Uh, her. Right here. Right now.

As Mike stared at her, eyes burning with an intensity she fell into, an abyss of wanting, she found herself startlingly interested in trying this new experience. Was this why he had gone to so much trouble – the wine, the special blanket, the fromagerie of cheeses and such? It dawned on her that he wasn’t just being a sweetheart, giving her a lovely, gourmet picnic for their second date.

As a matter of fact, what they had eaten was just an appetizer.

She was the entree.

His kiss wasn’t a surprise; what shocked her most was the preternatural urge that welled up, unbidden, as his hands seized her ass and hips, his body knowing exactly what – and who – it wanted. He shifted, like he had on their first date, from a mild-mannered, lanky, zen-like dude to a ferocious, sexual alpha male.

And she – she – had triggered all that.
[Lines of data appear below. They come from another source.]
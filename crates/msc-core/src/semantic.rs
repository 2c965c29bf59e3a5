// Dweve MSC - SocialCalc save format validator
//
// Copyright (c) 2025 Dweve IP B.V. and individual contributors.
//
// SPDX-License-Identifier: Apache-2.0
//
// Licensed under the Apache License, Version 2.0 (the "License");
// you may not use this file except in compliance with the License.
// You may obtain a copy of the License in the LICENSE file at the
// root of this repository or at: http://www.apache.org/licenses/LICENSE-2.0
//
// Unless required by applicable law or agreed to in writing, software
// distributed under the License is distributed on an "AS IS" BASIS,
// WITHOUT WARRANTIES OR CONDITIONS OF ANY KIND, either express or implied.
// See the License for the specific language governing permissions and
// limitations under the License.

//! Semantic checks: style cross-references and formula shape.
//!
//! Style definitions are collected in a pass of their own before any cell is
//! looked at, so a cell may reference a style declared further down the file.

use crate::context::ValidationContext;
use crate::diagnostic::Level;
use crate::formula::{self, FormulaIssue};
use crate::line::{self, Borders, CellAttr, LineKind};
use crate::registry::StyleCategory;

/// Register every style definition in the document.
///
/// Blank lines and lines that are not style lines are skipped. A style line
/// whose id is empty is not registered; its grammar is reported later by the
/// line pass.
pub fn collect_style_definitions(ctx: &mut ValidationContext, lines: &[&str]) {
    for raw in lines {
        let Some((LineKind::Style(category), rest)) = line::classify(raw.trim()) else {
            continue;
        };
        if let Some((id, definition)) = line::split_definition(rest) {
            if !id.is_empty() {
                ctx.styles.insert(category, id, definition);
            }
        }
    }

    for category in StyleCategory::ALL {
        ctx.trace(format_args!(
            "  Found {} {}",
            ctx.styles.count(category),
            category.plural()
        ));
    }
}

/// Style namespace and message label for a single-id style attribute.
fn style_target(attr: CellAttr<'_>) -> Option<(StyleCategory, &'static str)> {
    match attr {
        CellAttr::Font => Some((StyleCategory::Font, "font")),
        CellAttr::Color => Some((StyleCategory::Color, "color")),
        CellAttr::Background => Some((StyleCategory::Color, "background color")),
        CellAttr::CellFormat => Some((StyleCategory::CellFormat, "cellformat")),
        CellAttr::Layout => Some((StyleCategory::Layout, "layout")),
        CellAttr::NumberValueFormat | CellAttr::TextValueFormat => {
            Some((StyleCategory::ValueFormat, "valueformat"))
        }
        _ => None,
    }
}

/// Check that a style attribute's id is defined.
///
/// Returns `false` if `attr` is not a style reference.
pub fn check_style_reference(ctx: &mut ValidationContext, coord: &str, attr: CellAttr<'_>, id: &str) -> bool {
    let Some((category, label)) = style_target(attr) else {
        return false;
    };
    if !ctx.options.enable_semantic_level {
        return true;
    }

    ctx.stats.semantic_checks += 1;
    if !ctx.styles.contains(category, id) {
        ctx.error(
            Level::Semantic,
            format!(
                "Cell {}: {} {} not defined. Add '{}:{}:...' line",
                coord,
                label,
                id,
                category.line_type(),
                id
            ),
        );
    }
    true
}

/// Check the four border ids of a `b` attribute. Side id `0` is always valid.
pub fn check_borders(ctx: &mut ValidationContext, coord: &str, borders: &Borders<'_>) {
    if !ctx.options.enable_semantic_level {
        return;
    }

    ctx.stats.semantic_checks += 1;
    for (side, id) in borders.sides() {
        if id != Borders::NONE && !ctx.styles.contains(StyleCategory::Border, id) {
            ctx.error(
                Level::Semantic,
                format!(
                    "Cell {}: {} border {} not defined. Add 'border:{}:...' line",
                    coord, side, id, id
                ),
            );
        }
    }
}

/// Basic shape check of a decoded formula.
pub fn check_formula(ctx: &mut ValidationContext, coord: &str, formula: &str) {
    if !ctx.options.enable_semantic_level {
        return;
    }

    ctx.stats.semantic_checks += 1;
    for issue in formula::check_basic_syntax(formula) {
        match issue {
            FormulaIssue::UnbalancedParentheses => ctx.error(
                Level::Semantic,
                format!("Cell {}: unbalanced parentheses in formula", coord),
            ),
            FormulaIssue::UnknownFunction(name) => ctx.warning(
                Level::Semantic,
                format!("Cell {}: unknown function '{}' in formula", coord, name),
            ),
        }
    }
}
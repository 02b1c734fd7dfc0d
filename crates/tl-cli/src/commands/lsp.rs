//! LSP command - Language Server Protocol server
//!
//! Starts the TL language server in either stdio mode (default)
//! or TCP mode for editor integration.

use anyhow::{Context, Result};
use std::net::SocketAddr;
use tokio::net::TcpListener;
use tracing::info;

/// Arguments for the LSP command
#[derive(Debug, Clone)]
pub struct LspArgs {
    /// Use TCP mode instead of stdio
    pub tcp: bool,
    /// Port for TCP mode (default: 9257)
    pub port: u16,
    /// Bind address for TCP mode
    pub host: String,
    /// Report connections on stderr
    pub verbose: bool,
}

impl Default for LspArgs {
    fn default() -> Self {
        Self {
            tcp: false,
            port: 9257,
            host: "127.0.0.1".to_string(),
            verbose: false,
        }
    }
}

impl LspArgs {
    fn addr(&self) -> Result<SocketAddr> {
        format!("{}:{}", self.host, self.port)
            .parse()
            .with_context(|| format!("Invalid listen address {}:{}", self.host, self.port))
    }
}

/// Run the LSP server
pub fn run(args: LspArgs) -> Result<()> {
    let rt = tokio::runtime::Runtime::new()?;

    rt.block_on(async {
        if args.tcp {
            run_tcp_server(args).await
        } else {
            if args.verbose {
                eprintln!("Starting TL LSP server (stdio mode)...");
            }
            tl_lsp::run_server().await;
            Ok(())
        }
    })
}

/// Run LSP server in TCP mode, one server per connection
async fn run_tcp_server(args: LspArgs) -> Result<()> {
    let addr = args.addr()?;
    let listener = TcpListener::bind(addr)
        .await
        .with_context(|| format!("Failed to bind {}", addr))?;

    eprintln!(
        "\x1b[32mTL LSP server\x1b[0m listening on \x1b[33m{}\x1b[0m",
        addr
    );
    eprintln!("Press Ctrl+C to stop.");

    loop {
        let (stream, client_addr) = listener.accept().await?;
        info!(client = %client_addr, "client connected");
        if args.verbose {
            eprintln!("Client connected from {}", client_addr);
        }

        let (read, write) = tokio::io::split(stream);
        let verbose = args.verbose;
        tokio::spawn(async move {
            tl_lsp::serve(read, write).await;
            info!(client = %client_addr, "client disconnected");
            if verbose {
                eprintln!("Client {} disconnected", client_addr);
            }
        });
    }
}
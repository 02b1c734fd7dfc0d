//! Configuration Loader
//!
//! Handles loading and merging configuration from multiple sources with proper precedence.

use crate::global::GlobalConfig;
use crate::project::{AnalysisConfig, LspConfig, ProjectConfig};
use crate::{
    ConfigError, ConfigResult, DEFAULT_DEBOUNCE_MS, DEFAULT_MAX_DIAGNOSTICS, PROJECT_CONFIG_FILE,
};
use std::env;
use std::path::{Path, PathBuf};
use tracing::{debug, warn};

/// Configuration loader
///
/// Loads configuration from multiple sources and merges them with proper precedence:
/// 1. Global config (~/.tl/config.toml) - lowest priority
/// 2. Project config (tl.toml) - overrides global
/// 3. Environment variables (TL_*) - overrides project
/// 4. CLI flags - highest priority (handled by caller)
pub struct ConfigLoader {
    /// Cached global config path
    global_config_path: Option<PathBuf>,
}

/// Merged configuration result
#[derive(Debug, Clone, Default)]
pub struct Config {
    /// Project configuration, with environment overrides applied
    pub project: ProjectConfig,

    /// Global configuration
    pub global: GlobalConfig,

    /// Project root directory (where tl.toml was found)
    pub project_root: Option<PathBuf>,
}

impl ConfigLoader {
    /// Create a new configuration loader
    pub fn new() -> Self {
        Self {
            global_config_path: None,
        }
    }

    /// Read global settings from `path` instead of ~/.tl/config.toml
    pub fn with_global_config(path: impl Into<PathBuf>) -> Self {
        Self {
            global_config_path: Some(path.into()),
        }
    }

    /// Load configuration starting from the given directory
    ///
    /// Walks up the directory tree to find tl.toml, then loads and merges
    /// global config if it exists.
    pub fn load_from_directory(&mut self, start_dir: &Path) -> ConfigResult<Config> {
        let (project_root, project_config) = self.find_project_config(start_dir)?;
        self.finish(project_root, project_config)
    }

    /// Load configuration from a specific project config file
    pub fn load_from_file(&mut self, config_path: &Path) -> ConfigResult<Config> {
        let project_config = ProjectConfig::load_from_file(config_path)?;
        let project_root = config_path.parent().map(|p| p.to_path_buf());
        self.finish(project_root, project_config)
    }

    fn finish(
        &mut self,
        project_root: Option<PathBuf>,
        project_config: ProjectConfig,
    ) -> ConfigResult<Config> {
        let global_config = match self.load_global_config() {
            Ok(config) => config,
            Err(error) => {
                warn!(%error, "ignoring global configuration");
                GlobalConfig::default()
            }
        };

        let project_config = apply_env_overrides(project_config)?;

        debug!(
            root = ?project_root,
            package = ?project_config.package_name(),
            "configuration loaded"
        );
        Ok(Config {
            project: project_config,
            global: global_config,
            project_root,
        })
    }

    /// Find project configuration by walking up directory tree
    ///
    /// Returns (project_root, project_config); the default config when no
    /// tl.toml exists up to the filesystem root
    fn find_project_config(
        &self,
        start_dir: &Path,
    ) -> ConfigResult<(Option<PathBuf>, ProjectConfig)> {
        let mut current = start_dir.to_path_buf();

        loop {
            let config_path = current.join(PROJECT_CONFIG_FILE);

            if config_path.exists() {
                let project_config = ProjectConfig::load_from_file(&config_path)?;
                return Ok((Some(current), project_config));
            }

            match current.parent() {
                Some(parent) => current = parent.to_path_buf(),
                None => return Ok((None, ProjectConfig::default())),
            }
        }
    }

    /// Load global configuration from ~/.tl/config.toml
    fn load_global_config(&mut self) -> ConfigResult<GlobalConfig> {
        let path = match &self.global_config_path {
            Some(path) => path.clone(),
            None => {
                let path = GlobalConfig::global_config_path()?;
                self.global_config_path = Some(path.clone());
                path
            }
        };

        // Global config is optional
        if !path.exists() {
            return Ok(GlobalConfig::default());
        }

        GlobalConfig::load_from_file(&path)
    }

    /// Get the global configuration directory (~/.tl)
    pub fn global_config_dir() -> ConfigResult<PathBuf> {
        let home = dirs::home_dir().ok_or(ConfigError::HomeNotFound)?;
        Ok(home.join(".tl"))
    }
}

impl Default for ConfigLoader {
    fn default() -> Self {
        Self::new()
    }
}

/// Apply environment variable overrides to the analysis section
///
/// Empty values are treated as unset.
fn apply_env_overrides(mut config: ProjectConfig) -> ConfigResult<ProjectConfig> {
    let var = |name: &str| env::var(name).ok().filter(|v| !v.trim().is_empty());

    let mut overrides = AnalysisConfig::default();

    if let Some(strategy) = var("TL_SCOPE_STRATEGY") {
        overrides.scope_strategy = Some(strategy.trim().to_ascii_lowercase());
    }

    if let Some(rules) = var("TL_DISABLED_RULES") {
        overrides.disabled_rules = Some(
            rules
                .split(',')
                .map(str::trim)
                .filter(|rule| !rule.is_empty())
                .map(str::to_string)
                .collect(),
        );
    }

    if let Some(max) = var("TL_MAX_DIAGNOSTICS") {
        let max = max
            .trim()
            .parse::<usize>()
            .map_err(|e| ConfigError::InvalidValue {
                field: "TL_MAX_DIAGNOSTICS".to_string(),
                reason: e.to_string(),
            })?;
        overrides.max_diagnostics = Some(max);
    }

    if overrides != AnalysisConfig::default() {
        overrides.validate()?;
        config
            .analysis
            .get_or_insert_with(Default::default)
            .merge(&overrides);
    }

    Ok(config)
}

impl Config {
    /// Get the project root directory
    pub fn project_root(&self) -> Option<&Path> {
        self.project_root.as_deref()
    }

    /// Get the package name
    pub fn package_name(&self) -> Option<&str> {
        self.project.package_name()
    }

    /// Check if this is a project (has tl.toml)
    pub fn is_project(&self) -> bool {
        self.project_root.is_some()
    }

    fn analysis<'a, T>(&'a self, field: impl Fn(&'a AnalysisConfig) -> Option<T>) -> Option<T> {
        self.project
            .analysis
            .as_ref()
            .and_then(&field)
            .or_else(|| self.global.analysis.as_ref().and_then(&field))
    }

    fn lsp<'a, T>(&'a self, field: impl Fn(&'a LspConfig) -> Option<T>) -> Option<T> {
        self.project
            .lsp
            .as_ref()
            .and_then(&field)
            .or_else(|| self.global.lsp.as_ref().and_then(&field))
    }

    /// Rule codes or names to skip (project > global > none)
    pub fn disabled_rules(&self) -> Vec<String> {
        self.analysis(|a| a.disabled_rules.clone()).unwrap_or_default()
    }

    /// Scope strategy name (project > global > "tree")
    pub fn scope_strategy(&self) -> &str {
        self.analysis(|a| a.scope_strategy.as_deref())
            .unwrap_or("tree")
    }

    pub fn max_diagnostics(&self) -> usize {
        self.analysis(|a| a.max_diagnostics)
            .unwrap_or(DEFAULT_MAX_DIAGNOSTICS)
    }

    /// Module search directories resolved against the project root; the
    /// root itself when none are configured
    pub fn module_search_paths(&self) -> Vec<PathBuf> {
        let root = self.project_root.clone().unwrap_or_else(|| PathBuf::from("."));
        let configured = self
            .project
            .modules
            .as_ref()
            .map(|m| m.search_paths.as_slice())
            .unwrap_or_default();
        if configured.is_empty() {
            return vec![root];
        }
        configured.iter().map(|path| root.join(path)).collect()
    }

    /// Module file extension without the leading dot
    pub fn module_extension(&self) -> &str {
        self.project
            .modules
            .as_ref()
            .and_then(|m| m.extension.as_deref())
            .map(|ext| ext.trim_start_matches('.'))
            .unwrap_or("tl")
    }

    /// Catalog extension file resolved against the project root
    pub fn catalog_path(&self) -> Option<PathBuf> {
        let path = &self.project.catalog.as_ref()?.path;
        Some(match &self.project_root {
            Some(root) => root.join(path),
            None => path.clone(),
        })
    }

    pub fn lsp_diagnostics(&self) -> bool {
        self.lsp(|l| l.diagnostics).unwrap_or(true)
    }

    pub fn lsp_hover(&self) -> bool {
        self.lsp(|l| l.hover).unwrap_or(true)
    }

    pub fn lsp_completion(&self) -> bool {
        self.lsp(|l| l.completion).unwrap_or(true)
    }

    pub fn debounce_ms(&self) -> u64 {
        self.lsp(|l| l.debounce_ms).unwrap_or(DEFAULT_DEBOUNCE_MS)
    }
}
It excited her almost more than his touch, the way his tongue conquered hers, how his palms were greedy for so much of her skin, his chest pressed into hers, the thick outline of his erection in such stark relief against her inner thigh she could probably sculpt it out of clay from memory. When he urged her, gently, to kneel, then recline, on the blanket, she knew her outdoor sex cherry was about to be popped, and the inner burst of need that felt like a thin membrane of restraint about to give way told her she was more than ready to bare all before nature.

“Mmmmmmmm,” she sighed. His mouth moved from hers, hands tracing patterns of lust and hold on her breasts, as if he were memorizing the terrain, his flattened palm stealing down her ribcage as his lips caressed her neck. She had worn a skirt today a just in case move that she was grateful for, now, because the easy access meant that this would be so much simpler, more direct, less complicated.

Like Mike.

And, thankfully, she had shaved. Landscaped, if you will. Going nearly bald had been a new experience, the little landing strip like a giant, glowing neon sign pointing to her clit. She almost smiled to herself; would he like it? Hate it? Not care?

Barely functioning nerves kicked in and she couldn’t turn off the lopping thoughts, the cluster of fears and insecurities, even with this gorgeous athlete’s hands greedily touching every part of her, even as his lips brushed her abdomen, her hands in his hair and – oh! He was going…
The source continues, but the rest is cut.